Data retrieval finding relevant data from large databases — has become a serious problem as myriad databases have been brought online in the Web. For instance, querying the for-sale houses in Chicago from realtor.com returns thousands of matching houses. Similarly, querying “digital camera” in froogle.com returns hundreds of thousand of results. This data retrieval is essentially an online ranking problem, i.e., ranking data results according to the user's preference effectively and efficiently. This paper proposes a new rank query framework, for effectively incorporating “user-friendly” rank-query formulation into “data base (DB)-friendly” rank-query processing, in order to enable “soft” queries on databases. Our framework assumes, as the “back-end,” the score-based ranking model for expressive and efficient query processing. On top of the score-based model, as the “front-end,” we adopt an SVM-ranking mechanism for providing intuitive and exploratory query formulation. In essence, our framework enables users to formulate queries simply by ordering some sample objects, while learning the “DB-friendly” ranking function F from the partial orders. Such learned functions can then be processed and optimized by existing database systems. We demonstrate the efficiency and effectiveness of our framework using real-life user queries and datasets: our results show that the system effectively learns quantitative ranking functions from qualitative feedback from users with efficient online processing.

Introduction

As we move toward a digital world, information abounds everywhere—retrieving desired data thus becomes a ubiquitous challenge. In particular, with the widespread of the Internet, myriad databases have been brought online, providing massive data through searchable query interfaces. (The July 2000 survey of [1] claims that there were 500 billion hidden “pages,” or data objects, in 105 online sources.) While our databases provide well-maintained, high-quality structured data, with the sheer scale, users are facing the hurdle of searching and retrieving.

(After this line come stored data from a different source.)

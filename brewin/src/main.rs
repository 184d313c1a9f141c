//! `brewin` — the command-line driver for the Brewin interpreter.
//!
//! This binary is the host collaborator the core spec places out of scope
//! (reading source text, wiring stdin/stdout, invoking `main`): it owns no
//! evaluator semantics of its own. Given a file argument it runs that file;
//! with none, it reads a whole program from stdin (the engine is not
//! line-oriented, so this is a "pipe a program in" mode rather than a REPL).

use std::env;
use std::fs;
use std::io::{self, Read};
use std::process::ExitCode;

use brewin_engine::Interpreter;

fn main() -> ExitCode {
    let source = match read_source() {
        Ok(source) => source,
        Err(err) => {
            eprintln!("brewin: {err}");
            return ExitCode::FAILURE;
        }
    };

    let mut interpreter = Interpreter::new(true, None);
    match interpreter.run(&source) {
        Ok(()) => ExitCode::SUCCESS,
        Err(err) => {
            // `err`'s `Display` already embeds the classification and line
            // (see `error.rs`); `get_error_type_and_line` exists for callers
            // that want the two fields apart from the formatted message.
            eprintln!("brewin: {err}");
            ExitCode::FAILURE
        }
    }
}

fn read_source() -> io::Result<String> {
    match env::args().nth(1) {
        Some(path) => fs::read_to_string(path),
        None => {
            let mut buf = String::new();
            io::stdin().read_to_string(&mut buf)?;
            Ok(buf)
        }
    }
}
//! Lexical analysis.
//!
//! Grounded in `original_source/brewlex.py`'s token set: keywords, the
//! operator/punctuation set of spec §6, integer literals, unescaped
//! double-quoted strings, and `/* ... */` comments that may span lines.

use crate::cursor::{Cursor, EOF_CHAR};
use crate::error::{Error, Result};
use crate::span::Span;
use crate::token::{Token, TokenKind};

pub struct Lexer<'a> {
    cursor: Cursor<'a>,
    /// Original source.
    source: &'a str,
    /// Byte position where the current token starts in the original source.
    start_pos: usize,
    /// Line the current token starts on.
    start_line: usize,
}

impl<'a> Lexer<'a> {
    /// Create a new lexer from the given source code.
    pub fn new(source: &'a str) -> Self {
        let mut cursor = Cursor::new(source);

        // Prime the cursor for the first iteration.
        cursor.bump();
        let start_pos = cursor.try_pos().unwrap_or(source.len());

        Self {
            cursor,
            source,
            start_pos,
            start_line: 1,
        }
    }

    /// Original source passed into the lexer.
    #[inline]
    pub fn source(&self) -> &str {
        self.source
    }

    fn start_token(&mut self) {
        self.start_pos = self.cursor.try_pos().unwrap_or_else(|| self.source.len());
        self.start_line = self.cursor.line();
    }

    fn make_token(&mut self, kind: TokenKind) -> Token {
        let start = self.start_pos;
        let end = self.cursor.peek_offset();
        debug_assert!(start <= end);
        let size = end - start;

        let token = Token {
            kind,
            span: Span::new(start, size),
            line: self.start_line,
        };

        self.cursor.bump();
        token
    }

    /// Scan the source and produce the next token. Returns `TokenKind::Eof`
    /// once, then repeatedly (callers should stop after seeing it).
    pub fn next_token(&mut self) -> Result<Token> {
        use TokenKind as T;

        loop {
            self.start_token();

            return Ok(match self.cursor.try_char() {
                Some(ch) if rules::is_whitespace(ch) => {
                    self.cursor.bump();
                    continue;
                }
                Some('/') if self.cursor.peek_char() == Some('*') => {
                    self.skip_block_comment()?;
                    continue;
                }
                Some(EOF_CHAR) if self.cursor.at_end() => self.make_token(T::Eof),
                Some('(') => self.make_token(T::LeftParen),
                Some(')') => self.make_token(T::RightParen),
                Some('{') => self.make_token(T::LeftBrace),
                Some('}') => self.make_token(T::RightBrace),
                Some(',') => self.make_token(T::Comma),
                Some('.') => self.make_token(T::Dot),
                Some('@') => self.make_token(T::At),
                Some(';') => self.make_token(T::Semi),
                Some('+') => self.make_token(T::Plus),
                Some('-') => self.make_token(T::Minus),
                Some('*') => self.make_token(T::Star),
                Some('/') => self.make_token(T::Slash),
                Some('=') if self.cursor.peek_char() == Some('=') => {
                    self.cursor.bump();
                    self.make_token(T::Eq)
                }
                Some('=') => self.make_token(T::Assign),
                Some('!') if self.cursor.peek_char() == Some('=') => {
                    self.cursor.bump();
                    self.make_token(T::NotEq)
                }
                Some('!') => self.make_token(T::Not),
                Some('>') if self.cursor.peek_char() == Some('=') => {
                    self.cursor.bump();
                    self.make_token(T::GreaterEq)
                }
                Some('>') => self.make_token(T::Greater),
                Some('<') if self.cursor.peek_char() == Some('=') => {
                    self.cursor.bump();
                    self.make_token(T::LessEq)
                }
                Some('<') => self.make_token(T::Less),
                Some('&') if self.cursor.peek_char() == Some('&') => {
                    self.cursor.bump();
                    self.make_token(T::AndAnd)
                }
                Some('|') if self.cursor.peek_char() == Some('|') => {
                    self.cursor.bump();
                    self.make_token(T::OrOr)
                }
                Some('"') => self.consume_string()?,
                Some(ch) if rules::is_digit(ch) => self.consume_number(),
                Some(ch) if rules::is_ident_start(ch) => self.consume_ident(),
                Some(ch) => {
                    return Err(Error::syntax(
                        format!("illegal character '{ch}'"),
                        Some(self.start_line),
                    ))
                }
                None => self.make_token(T::Eof),
            });
        }
    }

    fn skip_block_comment(&mut self) -> Result<()> {
        // Consume the opening `/*`.
        self.cursor.bump();
        self.cursor.bump();

        loop {
            match self.cursor.try_char() {
                Some('*') if self.cursor.peek_char() == Some('/') => {
                    self.cursor.bump();
                    self.cursor.bump();
                    return Ok(());
                }
                Some(_) => {
                    self.cursor.bump();
                }
                None => {
                    return Err(Error::syntax(
                        "unterminated block comment",
                        Some(self.start_line),
                    ))
                }
            }
        }
    }

    fn consume_number(&mut self) -> Token {
        while self.cursor.peek_char().is_some_and(rules::is_digit) {
            self.cursor.bump();
        }
        self.make_token(TokenKind::Number)
    }

    fn consume_ident(&mut self) -> Token {
        while self
            .cursor
            .peek_char()
            .is_some_and(rules::is_ident_continue)
        {
            self.cursor.bump();
        }

        let fragment = {
            let end = self.cursor.peek_offset();
            &self.source[self.start_pos..end]
        };

        match keyword(fragment) {
            Some(kind) => self.make_token(kind),
            None => self.make_token(TokenKind::Ident),
        }
    }

    fn consume_string(&mut self) -> Result<Token> {
        // Consume the opening quote.
        self.cursor.bump();

        loop {
            match self.cursor.try_char() {
                Some('"') => return Ok(self.make_token(TokenKind::String)),
                Some(_) => {
                    self.cursor.bump();
                }
                None => {
                    return Err(Error::syntax(
                        "unterminated string literal",
                        Some(self.start_line),
                    ))
                }
            }
        }
    }
}

fn keyword(fragment: &str) -> Option<TokenKind> {
    Some(match fragment {
        "func" => TokenKind::Func,
        "if" => TokenKind::If,
        "else" => TokenKind::Else,
        "while" => TokenKind::While,
        "return" => TokenKind::Return,
        "true" => TokenKind::True,
        "false" => TokenKind::False,
        "nil" => TokenKind::Nil,
        "lambda" => TokenKind::Lambda,
        "ref" => TokenKind::Ref,
        _ => return None,
    })
}

/// Given a string token, the raw text with surrounding quotes stripped.
pub fn string_contents(token: &Token, source: &str) -> String {
    let text = token.fragment(source);
    text[1..text.len() - 1].to_string()
}

/// Functions for testing characters.
mod rules {
    #[inline(always)]
    pub fn is_whitespace(c: char) -> bool {
        matches!(c, ' ' | '\t' | '\n' | '\r')
    }

    #[inline(always)]
    pub fn is_digit(c: char) -> bool {
        c.is_ascii_digit()
    }

    #[inline(always)]
    pub fn is_ident_start(c: char) -> bool {
        c.is_ascii_alphabetic() || c == '_'
    }

    #[inline(always)]
    pub fn is_ident_continue(c: char) -> bool {
        c.is_ascii_alphanumeric() || c == '_'
    }
}

#[cfg(test)]
mod test {
    use super::*;

    fn kinds(source: &str) -> Vec<TokenKind> {
        let mut lexer = Lexer::new(source);
        let mut out = Vec::new();
        loop {
            let token = lexer.next_token().expect("lex");
            let done = token.kind == TokenKind::Eof;
            out.push(token.kind);
            if done {
                break;
            }
        }
        out
    }

    #[test]
    fn test_punctuation() {
        use TokenKind::*;
        assert_eq!(
            kinds("(){};,.@"),
            vec![
                LeftParen, RightParen, LeftBrace, RightBrace, Semi, Comma, Dot, At, Eof
            ]
        );
    }

    #[test]
    fn test_operators() {
        use TokenKind::*;
        assert_eq!(
            kinds("== != <= >= < > = + - * / && || !"),
            vec![
                Eq, NotEq, LessEq, GreaterEq, Less, Greater, Assign, Plus, Minus, Star, Slash,
                AndAnd, OrOr, Not, Eof
            ]
        );
    }

    #[test]
    fn test_keywords_vs_idents() {
        use TokenKind::*;
        assert_eq!(
            kinds("func if else while return true false nil lambda ref foo"),
            vec![
                Func, If, Else, While, Return, True, False, Nil, Lambda, Ref, Ident, Eof
            ]
        );
    }

    #[test]
    fn test_number() {
        let mut lexer = Lexer::new("12345");
        let token = lexer.next_token().unwrap();
        assert_eq!(token.kind, TokenKind::Number);
        assert_eq!(token.fragment("12345"), "12345");
    }

    #[test]
    fn test_string_literal() {
        let source = "\"hello world\"";
        let mut lexer = Lexer::new(source);
        let token = lexer.next_token().unwrap();
        assert_eq!(token.kind, TokenKind::String);
        assert_eq!(string_contents(&token, source), "hello world");
    }

    #[test]
    fn test_block_comment_skipped() {
        use TokenKind::*;
        assert_eq!(kinds("/* a comment\nspanning lines */ x"), vec![Ident, Eof]);
    }

    #[test]
    fn test_line_tracking() {
        let mut lexer = Lexer::new("x\ny\nz");
        assert_eq!(lexer.next_token().unwrap().line, 1);
        assert_eq!(lexer.next_token().unwrap().line, 2);
        assert_eq!(lexer.next_token().unwrap().line, 3);
    }

    #[test]
    fn test_illegal_character() {
        let mut lexer = Lexer::new("#");
        assert!(lexer.next_token().is_err());
    }
}
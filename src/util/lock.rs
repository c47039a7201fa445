//! Advisory lock preventing overlapping runs against one destination.

use std::fs::{self, File, OpenOptions};
use std::io;
use std::path::{Path, PathBuf};

use derive_more::{Display, Error};
use fd_lock::{RwLock, RwLockWriteGuard};

pub const LOCK_FILE: &str = ".www-backup.lock";

#[derive(Debug, Display, Error)]
pub enum LockError {
    /// Another run currently uses the destination.
    #[display("Destination is locked by another run: {}", path.display())]
    Busy {
        #[error(ignore)]
        path: PathBuf,
    },
    #[display("Creating lock file {} failed: {source}", path.display())]
    Io { path: PathBuf, source: io::Error },
}

/// Lock file of a destination directory.
pub struct DestinationLock {
    path: PathBuf,
    lock: RwLock<File>,
}

impl DestinationLock {
    /// Open (and create) the lock file of `destination`.
    pub fn open(destination: &Path) -> Result<Self, LockError> {
        let path = destination.join(LOCK_FILE);
        let io_error = |source| LockError::Io {
            path: path.clone(),
            source,
        };

        fs::create_dir_all(destination).map_err(io_error)?;
        let file = OpenOptions::new()
            .create(true)
            .truncate(false)
            .write(true)
            .open(&path)
            .map_err(io_error)?;

        Ok(Self {
            path,
            lock: RwLock::new(file),
        })
    }

    /// Take the lock for the lifetime of the returned guard, failing fast if busy.
    pub fn try_acquire(&mut self) -> Result<RwLockWriteGuard<'_, File>, LockError> {
        match self.lock.try_write() {
            Ok(guard) => {
                log::debug!(target: "util::lock", "Acquired {}", self.path.display());
                Ok(guard)
            }
            Err(e) if e.kind() == io::ErrorKind::WouldBlock => Err(LockError::Busy {
                path: self.path.clone(),
            }),
            Err(source) => Err(LockError::Io {
                path: self.path.clone(),
                source,
            }),
        }
    }
}
use std::path::PathBuf;

use clap::{Args, Parser, Subcommand};
use log::LevelFilter;

use crate::archive::{ArtifactId, BackupType};
use crate::config::{Overrides, WebRootUse, DEFAULT_CONFIG_PATH};

#[derive(Parser, Debug)]
#[command(version, about, long_about = None)]
pub struct Cli {
    /// Verbosity of the command output.
    #[arg(long, global = true)]
    pub verbose: Option<LevelFilter>,

    /// Path of the config file, created with defaults if missing.
    #[arg(long, short = 'c', global = true, env = "WWW_BACKUP_CONFIG", default_value = DEFAULT_CONFIG_PATH)]
    pub config: PathBuf,

    /// Simulative run: nothing is written and no service is touched.
    #[arg(long, global = true)]
    pub dry_run: bool,

    /// Unattended run, never prompt for missing configuration.
    #[arg(long, global = true)]
    pub auto: bool,

    /// Don't echo the log on the console.
    #[arg(long, short = 'q', global = true)]
    pub quiet: bool,

    /// Append the log to this file.
    #[arg(long, global = true)]
    pub log_file: Option<PathBuf>,

    #[command(subcommand)]
    pub action: Option<Action>,
}

impl Cli {
    /// The values of the command line overriding the config file.
    pub fn overrides(&self) -> Overrides {
        let location = match &self.action {
            Some(Action::Backup(args)) => Some(&args.location),
            Some(Action::Restore(args)) => Some(&args.location),
            Some(Action::List(location)) => Some(location),
            Some(Action::Verify(args)) => Some(&args.location),
            None => None,
        };
        let backup_type = match &self.action {
            Some(Action::Backup(args)) => args.backup_type,
            _ => None,
        };
        let web_root = match &self.action {
            Some(Action::Restore(_)) => WebRootUse::Replace,
            _ => WebRootUse::Read,
        };

        Overrides {
            www_source_path: location.and_then(|l| l.source.clone()),
            destination_path: location.and_then(|l| l.destination.clone()),
            backup_type,
            log_file: self.log_file.clone(),
            dry_run: self.dry_run,
            automatic_mode: self.auto,
            quiet: self.quiet,
            web_root,
        }
    }
}

#[derive(Args, Debug, Default, Clone)]
pub struct LocationArgs {
    /// Web root, overrides `www_source_path` of the config file.
    #[arg(long, short = 's')]
    pub source: Option<PathBuf>,

    /// Folder of the artifacts, overrides `destination_path` of the config file.
    #[arg(long, short = 'd')]
    pub destination: Option<PathBuf>,
}

#[derive(Args, Debug, Default, Clone)]
pub struct BackupArgs {
    /// Kind of artifact to create.
    #[arg(long = "type", value_enum)]
    pub backup_type: Option<BackupType>,

    #[command(flatten)]
    pub location: LocationArgs,
}

#[derive(Args, Debug, Clone)]
pub struct RestoreArgs {
    /// Artifact to restore, as printed by `list`.
    pub id: ArtifactId,

    #[command(flatten)]
    pub location: LocationArgs,
}

#[derive(Args, Debug, Clone)]
pub struct VerifyArgs {
    /// Artifact to verify, as printed by `list`.
    pub id: ArtifactId,

    #[command(flatten)]
    pub location: LocationArgs,
}

#[derive(Subcommand, Debug, Clone)]
pub enum Action {
    /// Backup the web root and the database. (Default)
    Backup(BackupArgs),
    /// Replace the web root and the database with an artifact.
    Restore(RestoreArgs),
    /// List all artifacts of the destination.
    List(LocationArgs),
    /// Verify an artifact again.
    Verify(VerifyArgs),
}

impl Default for Action {
    fn default() -> Self {
        Self::Backup(BackupArgs::default())
    }
}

This data retrieval problem— that of finding relevant data from large databases — has thus become a clear challenge. (By “retrieval,” we intend to stress the relevance-based matching, even for structured “data” — much like text retrieval for finding relevant documents.) To illustrate, Fig. 1 shows several example scenarios. Consider user Amy, who is looking for a house in Chicago. She searches realtor.com with a few constraints on city, price, beds, baths, which returns 3581 matching houses. Similarly, when Amy searches froogle.com for "digital camera", she is again overwhelmed by a total of 746,000 matches. She will have to sift through and sort out all these matches. Or, Amy may realize that she must “narrow” her query — However, on this extreme, and equally undesirable, she may as well get no hits at all. She will likely manually “oscillate” between these extremes, before eventually managing to complete her data retrieval task, if at all.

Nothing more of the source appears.